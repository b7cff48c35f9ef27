//! Sending command frames to a base station over BLE.

use std::{future::Future, io, time::Duration};

use bleasy::{BDAddr, Device, ScanConfig, Scanner};
use futures::StreamExt;
use log::{debug, warn};
use thiserror::Error;
use tokio::runtime::{self, Runtime};

use crate::{
    command::{CommandFrame, COMMAND_CHARACTERISTIC},
    config::DeviceAddress,
};

pub trait Transport {
    /// Delivers one frame. Either the whole write succeeded or an error is returned.
    fn send_command(&mut self, address: &DeviceAddress, frame: &CommandFrame) -> Result<(), TransportError>;
}

/// A connected station that can take a frame and be let go of.
trait Station {
    async fn send_frame(&self, frame: &CommandFrame) -> Result<(), TransportError>;

    async fn release(&self) -> Result<(), TransportError>;
}

impl Station for Device {
    async fn send_frame(&self, frame: &CommandFrame) -> Result<(), TransportError> {
        let characteristic = self
            .characteristic(COMMAND_CHARACTERISTIC)
            .await?
            .ok_or(TransportError::MissingCharacteristic)?;

        characteristic.write_command(frame.as_bytes()).await?;

        Ok(())
    }

    async fn release(&self) -> Result<(), TransportError> {
        Ok(self.disconnect().await?)
    }
}

/// Connects to the station for every command and disconnects right after.
pub struct Lighthouse {
    runtime: Runtime,
    stage_timeout: Duration,
}

impl Lighthouse {
    /// `stage_timeout` bounds discovery, the write and the disconnect separately.
    pub fn new(stage_timeout: Duration) -> io::Result<Self> {
        let runtime = runtime::Builder::new_current_thread().enable_all().build()?;

        Ok(Self { runtime, stage_timeout })
    }
}

impl Transport for Lighthouse {
    fn send_command(&mut self, address: &DeviceAddress, frame: &CommandFrame) -> Result<(), TransportError> {
        let address = address.bd_addr();

        self.runtime
            .block_on(deliver(self.stage_timeout, address, find(address), frame))
    }
}

/// Acquires the station, writes `frame` and releases the station again whatever the
/// write did. The caller gets the outcome of the write.
async fn deliver<S, A>(limit: Duration, address: BDAddr, acquire: A, frame: &CommandFrame) -> Result<(), TransportError>
where
    S: Station,
    A: Future<Output = Result<S, TransportError>>,
{
    let station = bounded(limit, acquire).await?;

    let written = bounded(limit, station.send_frame(frame)).await;

    match bounded(limit, station.release()).await {
        Ok(()) => debug!("disconnected from {address}"),
        Err(err) => warn!("failed to disconnect from {address}: {err}"),
    }

    written
}

async fn bounded<T, F>(limit: Duration, fut: F) -> Result<T, TransportError>
where
    F: Future<Output = Result<T, TransportError>>,
{
    match tokio::time::timeout(limit, fut).await {
        Ok(result) => result,
        Err(_) => Err(TransportError::Timeout(limit)),
    }
}

async fn find(address: BDAddr) -> Result<Device, TransportError> {
    let config = ScanConfig::default()
        .filter_by_address(move |found| found == address)
        .stop_after_first_match();

    let mut scanner = Scanner::new();
    scanner.start(config).await?;

    let mut devices = scanner.device_stream();
    let device = devices.next().await;

    // Discovery must not keep running while we connect and write.
    if let Err(err) = scanner.stop().await {
        debug!("stopping scan: {err}");
    }

    device.ok_or(TransportError::NotFound(address))
}

#[derive(Debug, Error)]
pub enum TransportError {
    #[error("bluetooth: {0}")]
    Ble(#[from] bleasy::Error),
    #[error("no base station advertising as {0}")]
    NotFound(BDAddr),
    #[error("station does not expose the command characteristic")]
    MissingCharacteristic,
    #[error("gave up after {0:?}")]
    Timeout(Duration),
}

- - -

Description of the task:
Pull out every line in the data above that has the word "BDAddr".

Output below:
use bleasy::{BDAddr, Device, ScanConfig, Scanner};
async fn deliver<S, A>(limit: Duration, address: BDAddr, acquire: A, frame: &CommandFrame) -> Result<(), TransportError>
async fn find(address: BDAddr) -> Result<Device, TransportError> {
    NotFound(BDAddr),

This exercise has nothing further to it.